First things first, I need you to take off your Author hat and put on your Publisher hat.

Yes, that means you.

What follows is not for the author. If you can't separate you: the author, from you: the publisher, you have bigger problems than I can help you with. I will occasionally address things that are author-specific, but the plan is to always return to how to market your writing as a publisher, rather than what you should write.

Second thing, I HIGHLY recommend you read the Business For Breakfast book: The Beginning Professional Publisher. I'm not going back over that document, so anything that appears in both places is purely accidental on my part.

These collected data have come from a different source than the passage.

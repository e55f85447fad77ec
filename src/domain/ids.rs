//! Identifier types for conversations and messages.
//!
//! Server-issued identifiers are opaque strings: the backend decides their
//! shape, and some backends emit integers. Both forms normalize to text at
//! decode time so the rest of the crate only ever compares strings.
//!
//! Temporary message ids are issued client-side as random UUIDs.

use core::fmt;
use core::str::FromStr;

use serde::{Deserialize, Serialize};
use uuid::Uuid;

/// Wire form of an opaque identifier: a JSON string or integer.
#[derive(Debug, Clone, Deserialize)]
#[serde(untagged)]
pub enum RawId {
    /// Textual identifier.
    Text(String),
    /// Signed integer identifier.
    Signed(i64),
    /// Unsigned integer identifier too large for `i64`.
    Unsigned(u64),
}

impl From<RawId> for String {
    fn from(raw: RawId) -> Self {
        match raw {
            RawId::Text(s) => s,
            RawId::Signed(n) => n.to_string(),
            RawId::Unsigned(n) => n.to_string(),
        }
    }
}

/// Declare an opaque, server-issued string identifier.
macro_rules! define_opaque_id {
    (
        $(#[$meta:meta])*
        $name:ident
    ) => {
        $(#[$meta])*
        #[derive(Debug, Clone, PartialEq, Eq, PartialOrd, Ord, Hash, Serialize, Deserialize)]
        #[serde(from = "RawId", into = "String")]
        pub struct $name(String);

        impl $name {
            /// Wrap an identifier string as-is.
            #[inline]
            #[must_use]
            pub fn new(raw: impl Into<String>) -> Self {
                Self(raw.into())
            }

            /// Borrow as `&str`.
            #[inline]
            #[must_use]
            pub fn as_str(&self) -> &str {
                &self.0
            }
        }

        impl From<RawId> for $name {
            fn from(raw: RawId) -> Self {
                Self(String::from(raw))
            }
        }

        impl From<$name> for String {
            fn from(value: $name) -> Self {
                value.0
            }
        }

        impl From<String> for $name {
            fn from(value: String) -> Self {
                Self(value)
            }
        }

        impl From<&str> for $name {
            fn from(value: &str) -> Self {
                Self(value.to_owned())
            }
        }

        impl AsRef<str> for $name {
            fn as_ref(&self) -> &str {
                &self.0
            }
        }

        impl fmt::Display for $name {
            fn fmt(&self, f: &mut fmt::Formatter<'_>) -> fmt::Result {
                f.write_str(&self.0)
            }
        }

        impl FromStr for $name {
            type Err = core::convert::Infallible;

            fn from_str(s: &str) -> Result<Self, Self::Err> {
                Ok(Self(s.to_owned()))
            }
        }
    };
}

/// Declare a client-generated UUID identifier.
macro_rules! define_uuid_id {
    (
        $(#[$meta:meta])*
        $name:ident
    ) => {
        $(#[$meta])*
        #[derive(Debug, Clone, Copy, PartialEq, Eq, PartialOrd, Ord, Hash, Serialize, Deserialize)]
        #[repr(transparent)]
        #[serde(transparent)]
        pub struct $name(Uuid);

        // Paired with `new` for clippy::new_without_default.
        impl Default for $name {
            #[inline]
            fn default() -> Self {
                Self::new()
            }
        }

        impl $name {
            /// Create a new random identifier.
            #[inline]
            #[must_use]
            pub fn new() -> Self {
                Self(Uuid::new_v4())
            }
        }

        impl fmt::Display for $name {
            fn fmt(&self, f: &mut fmt::Formatter<'_>) -> fmt::Result {
                write!(f, "{}", self.0)
            }
        }
    };
}

define_opaque_id!(
    /// Identifier of a conversation, assigned by the backend on creation.
    ConversationId
);

define_opaque_id!(
    /// Identifier of a message.
    ///
    /// Holds a [`TempMessageId`] rendered as text while the message is
    /// pending, and the server-issued id once confirmed.
    MessageId
);

define_uuid_id!(
    /// Client-side identifier of an optimistic message awaiting confirmation.
    TempMessageId
);

impl From<TempMessageId> for MessageId {
    fn from(value: TempMessageId) -> Self {
        Self(value.to_string())
    }
}

impl PartialEq<TempMessageId> for MessageId {
    fn eq(&self, other: &TempMessageId) -> bool {
        Uuid::parse_str(&self.0).is_ok_and(|uuid| uuid == other.0)
    }
}

#[cfg(test)]
mod tests {
    use super::*;

    #[test]
    fn test_opaque_id_accepts_numbers() {
        let from_text: ConversationId = serde_json::from_str("\"c-1\"").unwrap();
        let from_int: ConversationId = serde_json::from_str("42").unwrap();

        assert_eq!(from_text.as_str(), "c-1");
        assert_eq!(from_int.as_str(), "42");
    }

    #[test]
    fn test_opaque_id_serializes_as_string() {
        let id = MessageId::new("m2");
        assert_eq!(serde_json::to_string(&id).unwrap(), "\"m2\"");
    }

    #[test]
    fn test_temp_id_matches_message_id() {
        let temp = TempMessageId::new();
        let id = MessageId::from(temp);

        assert_eq!(id, temp);
        assert_ne!(MessageId::new("m2"), temp);
    }
}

Third thing, this book is more or less entirely dedicated to Indie Writers engaging in the Independent Author/Publisher Revolution. There are folks out there who are dedicated to following a Traditional Publishing Career Path. Almost nothing in this book will help you, because those folks are still trapped in a business model that dates to the 1970s or maybe 1980s and is dying under the weight of bad decisions made then, an inability to understand that they need to do to adapt now, and their impending doom at the hands of corporate bean counters who demand a higher return on investment than publishing traditionally can get (14% when 7% is historically reasonable). In short, they are eating the seed corn today (2019) and if you don't reconcile yourself to that, you might never have any career as a writer.

* * *

I'm not going to sugarcoat things here, because most of you would prefer a straight answer that helps you with your career over someone blowing sunshine up your *****. I also swear occasionally, and I'm not sure how much of that language my editor will retain, so the previous line might be starred out by the time you read this.

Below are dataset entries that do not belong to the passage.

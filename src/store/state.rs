//! Store state and its reducer.
//!
//! [`ChatState`] is an immutable snapshot. The only way to get a new one is
//! [`ChatState::apply`], a pure `(state, action) -> state` function; the
//! store swaps whole snapshots and never edits one in place.

use std::collections::HashMap;

use chrono::{DateTime, Utc};
use serde::Serialize;

use crate::domain::{Conversation, ConversationId, Message, MessageId};

use super::loading::{LoadingCounters, LoadingScope};

/// A state transition.
#[derive(Clone, Debug)]
pub enum Action {
    /// Replace the whole conversation set.
    ConversationsReplaced(Vec<Conversation>),
    /// Add a newly created conversation, replacing one with the same id.
    ConversationAdded(Conversation),
    /// Drop a conversation after confirmed remote deletion.
    ConversationRemoved(ConversationId),
    /// Move the active-selection pointer.
    ActiveChanged(Option<ConversationId>),
    /// Open the delete prompt.
    DeletePrompted(DeletePrompt),
    /// Close the delete prompt if it targets this conversation (any prompt on `None`).
    DeletePromptCleared(Option<ConversationId>),
    /// Replace a conversation's messages with a fetched list.
    MessagesReplaced {
        /// Target conversation.
        conversation_id: ConversationId,
        /// Fetched messages.
        messages: Vec<Message>,
        /// Time of the fetch.
        at: DateTime<Utc>,
    },
    /// Append an optimistic message.
    MessageStaged {
        /// Optimistic message; its `conversation_id` selects the target.
        message: Message,
        /// Insertion time.
        at: DateTime<Utc>,
    },
    /// Swap an optimistic message for its confirmed form.
    MessageConfirmed {
        /// Target conversation.
        conversation_id: ConversationId,
        /// Id of the optimistic entry.
        temp_id: MessageId,
        /// Replacement messages, in list order.
        confirmed: Vec<Message>,
    },
    /// Remove an optimistic message after a failed send.
    MessageRolledBack {
        /// Target conversation.
        conversation_id: ConversationId,
        /// Id of the optimistic entry.
        temp_id: MessageId,
    },
    /// Raise loading counters.
    LoadingStarted(Vec<LoadingScope>),
    /// Lower loading counters.
    LoadingFinished(Vec<LoadingScope>),
}

/// Pending confirmation for deleting a conversation.
#[derive(Clone, Debug, PartialEq, Eq, Serialize)]
pub struct DeletePrompt {
    /// Conversation awaiting confirmation.
    pub conversation_id: ConversationId,
    /// Its title when the prompt opened.
    pub title: String,
}

/// One row of the conversation sidebar.
#[derive(Clone, Debug, PartialEq, Eq, Serialize)]
pub struct DirectoryEntry {
    /// Conversation id.
    pub id: ConversationId,
    /// Title as stored.
    pub title: String,
    /// Positional name, `Conversation N`, numbered oldest first.
    pub display_name: String,
    /// Last mutation time.
    pub updated_at: DateTime<Utc>,
    /// Number of messages.
    pub message_count: usize,
    /// Whether this is the active conversation.
    pub is_active: bool,
}

/// Snapshot of everything the store knows.
#[derive(Clone, Debug, Default)]
pub struct ChatState {
    conversations: Vec<Conversation>,
    active_conversation_id: Option<ConversationId>,
    delete_prompt: Option<DeletePrompt>,
    loading: LoadingCounters,
}

impl ChatState {
    /// Apply one action and return the next snapshot.
    #[must_use]
    pub fn apply(mut self, action: Action) -> Self {
        match action {
            Action::ConversationsReplaced(conversations) => {
                self.conversations = conversations;
            }
            Action::ConversationAdded(conversation) => {
                match self.conversation_mut(&conversation.id) {
                    Some(existing) => *existing = conversation,
                    None => self.conversations.push(conversation),
                }
            }
            Action::ConversationRemoved(id) => {
                self.conversations.retain(|c| c.id != id);
                if self.active_conversation_id.as_ref() == Some(&id) {
                    self.active_conversation_id = None;
                }
                if self
                    .delete_prompt
                    .as_ref()
                    .is_some_and(|p| p.conversation_id == id)
                {
                    self.delete_prompt = None;
                }
                self.loading.forget(&id);
            }
            Action::ActiveChanged(id) => {
                self.active_conversation_id = id;
            }
            Action::DeletePrompted(prompt) => {
                self.delete_prompt = Some(prompt);
            }
            Action::DeletePromptCleared(target) => {
                let matches = match (&target, &self.delete_prompt) {
                    (None, _) => true,
                    (Some(id), Some(prompt)) => &prompt.conversation_id == id,
                    (Some(_), None) => false,
                };
                if matches {
                    self.delete_prompt = None;
                }
            }
            Action::MessagesReplaced {
                conversation_id,
                messages,
                at,
            } => {
                if let Some(conv) = self.conversation_mut(&conversation_id) {
                    conv.messages = messages;
                    conv.updated_at = at;
                }
            }
            Action::MessageStaged { message, at } => {
                if let Some(conv) = self.conversation_mut(&message.conversation_id) {
                    conv.messages.push(message);
                    conv.updated_at = at;
                }
            }
            Action::MessageConfirmed {
                conversation_id,
                temp_id,
                confirmed,
            } => {
                if let Some(conv) = self.conversation_mut(&conversation_id) {
                    splice_confirmed(conv, &temp_id, confirmed);
                }
            }
            Action::MessageRolledBack {
                conversation_id,
                temp_id,
            } => {
                if let Some(conv) = self.conversation_mut(&conversation_id) {
                    conv.messages.retain(|m| m.id != temp_id);
                }
            }
            Action::LoadingStarted(scopes) => {
                for scope in &scopes {
                    self.loading.acquire(scope);
                }
            }
            Action::LoadingFinished(scopes) => {
                for scope in &scopes {
                    self.loading.release(scope);
                }
            }
        }
        self
    }

    fn conversation_mut(&mut self, id: &ConversationId) -> Option<&mut Conversation> {
        self.conversations.iter_mut().find(|c| &c.id == id)
    }

    /// All known conversations, deleted ones included.
    #[must_use]
    pub fn conversations(&self) -> &[Conversation] {
        &self.conversations
    }

    /// Conversations that are not soft-deleted.
    pub fn visible_conversations(&self) -> impl Iterator<Item = &Conversation> {
        self.conversations.iter().filter(|c| !c.is_deleted)
    }

    /// Look up a conversation by id.
    #[must_use]
    pub fn conversation(&self, id: &ConversationId) -> Option<&Conversation> {
        self.conversations.iter().find(|c| &c.id == id)
    }

    /// Messages of a conversation; empty when unknown.
    #[must_use]
    pub fn messages(&self, id: &ConversationId) -> &[Message] {
        self.conversation(id).map_or(&[], |c| c.messages.as_slice())
    }

    /// Currently selected conversation id.
    #[must_use]
    pub const fn active_conversation_id(&self) -> Option<&ConversationId> {
        self.active_conversation_id.as_ref()
    }

    /// Currently selected conversation, if it is known.
    #[must_use]
    pub fn active_conversation(&self) -> Option<&Conversation> {
        self.active_conversation_id
            .as_ref()
            .and_then(|id| self.conversation(id))
    }

    /// Open delete prompt.
    #[must_use]
    pub const fn delete_prompt(&self) -> Option<&DeletePrompt> {
        self.delete_prompt.as_ref()
    }

    /// Whether a visible conversation without confirmed messages exists.
    #[must_use]
    pub fn has_draft(&self) -> bool {
        self.conversations.iter().any(Conversation::is_draft)
    }

    /// Whether creating a conversation must be refused right now: a draft
    /// exists, or a creation that will produce one is already in flight.
    #[must_use]
    pub fn blocks_new_conversation(&self) -> bool {
        self.has_draft() || self.loading.creating()
    }

    /// True only during a directory-wide fetch.
    #[must_use]
    pub fn general_loading(&self) -> bool {
        self.loading.general()
    }

    /// True during any create, delete, message fetch or send.
    #[must_use]
    pub fn conversation_loading(&self) -> bool {
        self.loading.conversation()
    }

    /// True while this conversation's messages are fetched or one is sent to it.
    #[must_use]
    pub fn message_loading(&self, id: &ConversationId) -> bool {
        self.loading.messages(id)
    }

    /// True while any conversation has message activity.
    #[must_use]
    pub fn any_message_loading(&self) -> bool {
        self.loading.any_messages()
    }

    /// Per-conversation message loading flags.
    #[must_use]
    pub fn message_loading_map(&self) -> HashMap<ConversationId, bool> {
        self.loading.message_map()
    }

    /// Sidebar rows: visible conversations, most recently updated first,
    /// named by creation order.
    #[must_use]
    pub fn directory_listing(&self) -> Vec<DirectoryEntry> {
        let mut by_created: Vec<&Conversation> = self.visible_conversations().collect();
        by_created.sort_by_key(|c| c.created_at);

        let mut entries: Vec<DirectoryEntry> = by_created
            .into_iter()
            .enumerate()
            .map(|(i, c)| DirectoryEntry {
                id: c.id.clone(),
                title: c.title.clone(),
                display_name: format!("Conversation {}", i + 1),
                updated_at: c.updated_at,
                message_count: c.messages.len(),
                is_active: self.active_conversation_id.as_ref() == Some(&c.id),
            })
            .collect();

        entries.sort_by(|a, b| b.updated_at.cmp(&a.updated_at));
        entries
    }
}

/// Put confirmed messages where the optimistic entry was.
///
/// Taking the temporary slot keeps confirmations in send order. When the
/// slot is gone (the list was refetched meanwhile), confirmed messages the
/// list does not already hold are appended.
fn splice_confirmed(conv: &mut Conversation, temp_id: &MessageId, confirmed: Vec<Message>) {
    let slot = conv.position_of(temp_id);
    let fresh: Vec<Message> = confirmed
        .into_iter()
        .filter(|m| &m.id == temp_id || !conv.contains_message(&m.id))
        .collect();

    match slot {
        Some(index) => {
            conv.messages.splice(index..=index, fresh);
        }
        None => conv.messages.extend(fresh),
    }
}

Understand this: The world has changed.

Today (January 2019), we are in the middle of what my friends and I have loosely calculated as the seventh phase of the Indie Revolution, going back to about 2007 when Amazon launched the kindle as a full thing.

Each phase generally rotates around some new technology that makes things easier, either for the author, the publisher, or the reader; from the first kindles that allowed us to put up books without having to go through Traditional (New York City) Publisher. There is no agreement on the individual breakdowns, so I won't try to list them, but the release of the Vellum software and the rise of Do-It-Yourself Bundling on BundleRabbit (www.bundlerabbit.com) changed things tremendously by putting power in my hands, and that's the current phase. I'll talk more about them later on, and by the time you read this, we will have probably moved on.

Some of what I say here will be outdated soon. Probably not as much as the next volume I plan to write (Marketing for the Intermediate Publisher), because this book is intended to nail down the basics and those really don't change much or quickly.

I can't guarantee that by following all of the things I checklist below you will get rich and famous, but I'm pretty sure I can guarantee your failure if you don't. That's because these are the basics that separate the café dilettante in their berets from the professionals. If you aren't trying to understand at least this much, then you aren't serious.

In a brighter vein, many of these things should be things you nod at as you read, because someone else, somewhere, came along and gave you good advice on how to handle your Indie career and you listened. Go you.

So, Author hat off. Publisher hat on.

Or, as we liked to say back in the bad, old days: get in, sit down, shut up, and hang on.